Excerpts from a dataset
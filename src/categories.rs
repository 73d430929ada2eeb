//! Product Categories

use std::{fmt, str::FromStr};

use serde::{Deserialize, Deserializer, Serialize, Serializer};

/// Category a product is listed under.
#[derive(Clone, Copy, Debug, PartialEq, Eq, Hash)]
pub enum Category {
    /// Phones, laptops, cameras and accessories
    Electronics,

    /// Chairs, tables, storage
    Furniture,

    /// Menswear, womenswear, shoes
    Clothing,

    /// Fiction, textbooks, professional
    Books,

    /// Fitness, outdoor, bikes
    Sports,

    /// Kitchen, garden, tools
    Home,

    /// Not one of the known categories
    Unknown,
}

/// Icon shown for a category.
#[derive(Clone, Copy, Debug, PartialEq, Eq)]
pub enum Icon {
    /// Electronics
    Smartphone,

    /// Furniture
    Armchair,

    /// Clothing
    Shirt,

    /// Books
    Book,

    /// Sports
    Bike,

    /// Home & garden
    Home,

    /// Unknown categories
    Package,
}

impl Category {
    /// Every known category, in menu order.
    pub const ALL: [Category; 6] = [
        Category::Electronics,
        Category::Furniture,
        Category::Clothing,
        Category::Books,
        Category::Sports,
        Category::Home,
    ];

    /// Stable identifier used in fixtures, URLs and filters.
    pub fn id(self) -> &'static str {
        match self {
            Category::Electronics => "electronics",
            Category::Furniture => "furniture",
            Category::Clothing => "clothing",
            Category::Books => "books",
            Category::Sports => "sports",
            Category::Home => "home",
            Category::Unknown => "unknown",
        }
    }

    /// Display name
    pub fn name(self) -> &'static str {
        match self {
            Category::Electronics => "Electronics",
            Category::Furniture => "Furniture",
            Category::Clothing => "Clothing",
            Category::Books => "Books",
            Category::Sports => "Sports & Outdoors",
            Category::Home => "Home & Garden",
            Category::Unknown => "Other",
        }
    }

    /// Icon
    pub fn icon(self) -> Icon {
        match self {
            Category::Electronics => Icon::Smartphone,
            Category::Furniture => Icon::Armchair,
            Category::Clothing => Icon::Shirt,
            Category::Books => Icon::Book,
            Category::Sports => Icon::Bike,
            Category::Home => Icon::Home,
            Category::Unknown => Icon::Package,
        }
    }

    /// Subcategory identifiers
    pub fn subcategories(self) -> &'static [&'static str] {
        match self {
            Category::Electronics => &["smartphones", "laptops", "tablets", "cameras", "accessories"],
            Category::Furniture => &["chairs", "tables", "storage", "decor", "lighting"],
            Category::Clothing => &["mens", "womens", "accessories", "shoes", "formal"],
            Category::Books => &["fiction", "non-fiction", "textbooks", "professional", "children"],
            Category::Sports => &["fitness", "outdoor", "bikes", "equipment", "apparel"],
            Category::Home => &["kitchen", "garden", "tools", "appliances", "cleaning"],
            Category::Unknown => &[],
        }
    }

    /// Localisation key of the name.
    pub fn translation_key(self) -> Option<&'static str> {
        match self {
            Category::Electronics => Some("electronics"),
            Category::Furniture => Some("furniture"),
            Category::Clothing => Some("clothing"),
            Category::Books => Some("books"),
            Category::Sports => Some("sports"),
            Category::Home => Some("homeGarden"),
            Category::Unknown => None,
        }
    }

    /// Parse a category identifier, falling back to [`Category::Unknown`].
    pub fn parse(value: &str) -> Self {
        Category::ALL
            .into_iter()
            .find(|category| category.id().eq_ignore_ascii_case(value.trim()))
            .unwrap_or(Category::Unknown)
    }
}

impl fmt::Display for Category {
    fn fmt(&self, f: &mut fmt::Formatter<'_>) -> fmt::Result {
        f.write_str(self.name())
    }
}

impl FromStr for Category {
    type Err = std::convert::Infallible;

    fn from_str(s: &str) -> Result<Self, Self::Err> {
        Ok(Self::parse(s))
    }
}

impl Serialize for Category {
    fn serialize<S: Serializer>(&self, serializer: S) -> Result<S::Ok, S::Error> {
        serializer.serialize_str(self.id())
    }
}

impl<'de> Deserialize<'de> for Category {
    fn deserialize<D: Deserializer<'de>>(deserializer: D) -> Result<Self, D::Error> {
        let value = String::deserialize(deserializer)?;

        Ok(Self::parse(&value))
    }
}

#[cfg(test)]
mod tests {
    use super::*;

    #[test]
    fn parse_known_ids() {
        assert_eq!(Category::parse("electronics"), Category::Electronics);
        assert_eq!(Category::parse("Home"), Category::Home);
    }

    #[test]
    fn unknown_category_renders_as_other() {
        let category = Category::parse("vehicles");

        assert_eq!(category, Category::Unknown);
        assert_eq!(category.name(), "Other");
        assert_eq!(category.icon(), Icon::Package);
        assert!(category.subcategories().is_empty());
    }
}
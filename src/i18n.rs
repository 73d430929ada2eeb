//! Localisation
//!
//! Flat key to string tables for English, Vietnamese and Hindi. Lookups fall back to English and
//! then to the key itself, so a missing translation never fails.

use std::{fmt, str::FromStr};

use rustc_hash::FxHashMap;
use serde::{Deserialize, Serialize};
use thiserror::Error;

const EN: &str = include_str!("../fixtures/i18n/en.yml");
const VI: &str = include_str!("../fixtures/i18n/vi.yml");
const HI: &str = include_str!("../fixtures/i18n/hi.yml");

/// Localisation errors
#[derive(Debug, Error)]
pub enum I18nError {
    /// A bundled table failed to parse
    #[error("Failed to parse {language} translations: {source}")]
    Yaml {
        /// Table being parsed
        language: Language,

        /// Parser error
        #[source]
        source: serde_norway::Error,
    },

    /// Language code not supported
    #[error("Unsupported language: {0}")]
    UnknownLanguage(String),
}

/// Interface language
#[derive(Debug, Clone, Copy, Default, PartialEq, Eq, Hash, Serialize, Deserialize)]
#[serde(rename_all = "lowercase")]
pub enum Language {
    /// English
    #[default]
    En,

    /// Tiếng Việt
    Vi,

    /// हिन्दी
    Hi,
}

impl Language {
    /// Every supported language.
    pub const ALL: [Language; 3] = [Language::En, Language::Vi, Language::Hi];

    /// ISO 639-1 code
    pub fn code(self) -> &'static str {
        match self {
            Language::En => "en",
            Language::Vi => "vi",
            Language::Hi => "hi",
        }
    }

    /// Name of the language in that language
    pub fn native_name(self) -> &'static str {
        match self {
            Language::En => "English",
            Language::Vi => "Tiếng Việt",
            Language::Hi => "हिन्दी",
        }
    }

    fn source(self) -> &'static str {
        match self {
            Language::En => EN,
            Language::Vi => VI,
            Language::Hi => HI,
        }
    }
}

impl fmt::Display for Language {
    fn fmt(&self, f: &mut fmt::Formatter<'_>) -> fmt::Result {
        f.write_str(self.code())
    }
}

impl FromStr for Language {
    type Err = I18nError;

    fn from_str(s: &str) -> Result<Self, Self::Err> {
        Language::ALL
            .into_iter()
            .find(|language| language.code().eq_ignore_ascii_case(s.trim()))
            .ok_or_else(|| I18nError::UnknownLanguage(s.to_string()))
    }
}

/// Translation tables for every supported language.
#[derive(Debug, Clone, Default)]
pub struct Translations {
    tables: FxHashMap<Language, FxHashMap<String, String>>,
}

impl Translations {
    /// Parse the bundled tables.
    ///
    /// # Errors
    ///
    /// Returns [`I18nError::Yaml`] if a bundled table is not a flat string map.
    pub fn bundled() -> Result<Self, I18nError> {
        let mut translations = Self::default();

        for language in Language::ALL {
            translations.load(language, language.source())?;
        }

        Ok(translations)
    }

    /// Replace the table for `language` with the YAML in `source`.
    ///
    /// # Errors
    ///
    /// Returns [`I18nError::Yaml`] if `source` is not a flat string map.
    pub fn load(&mut self, language: Language, source: &str) -> Result<&mut Self, I18nError> {
        let table: FxHashMap<String, String> = serde_norway::from_str(source)
            .map_err(|source| I18nError::Yaml { language, source })?;

        self.tables.insert(language, table);

        Ok(self)
    }

    /// Look up a key without substitution or fallback.
    pub fn get(&self, language: Language, key: &str) -> Option<&str> {
        self.tables
            .get(&language)
            .and_then(|table| table.get(key))
            .map(String::as_str)
    }

    /// Translate `key`, replacing every `{name}` with its value from `params`.
    ///
    /// Falls back to English, then to the key itself.
    pub fn translate(&self, language: Language, key: &str, params: &[(&str, &str)]) -> String {
        let template = self
            .get(language, key)
            .or_else(|| self.get(Language::En, key))
            .unwrap_or(key);

        params
            .iter()
            .fold(template.to_string(), |text, (name, value)| {
                text.replace(&format!("{{{name}}}"), value)
            })
    }

    /// Translate a key that takes no parameters.
    pub fn text(&self, language: Language, key: &str) -> String {
        self.translate(language, key, &[])
    }
}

→ WHAT IS EXPECTED
Begin at the line above that has "pub fn bundled()" and stop after the line that has "substitution or fallback.", copying each line exactly and adding nothing else.

→ RESPONSE
    pub fn bundled() -> Result<Self, I18nError> {
        let mut translations = Self::default();

        for language in Language::ALL {
            translations.load(language, language.source())?;
        }

        Ok(translations)
    }

    /// Replace the table for `language` with the YAML in `source`.
    ///
    /// # Errors
    ///
    /// Returns [`I18nError::Yaml`] if `source` is not a flat string map.
    pub fn load(&mut self, language: Language, source: &str) -> Result<&mut Self, I18nError> {
        let table: FxHashMap<String, String> = serde_norway::from_str(source)
            .map_err(|source| I18nError::Yaml { language, source })?;

        self.tables.insert(language, table);

        Ok(self)
    }

    /// Look up a key without substitution or fallback.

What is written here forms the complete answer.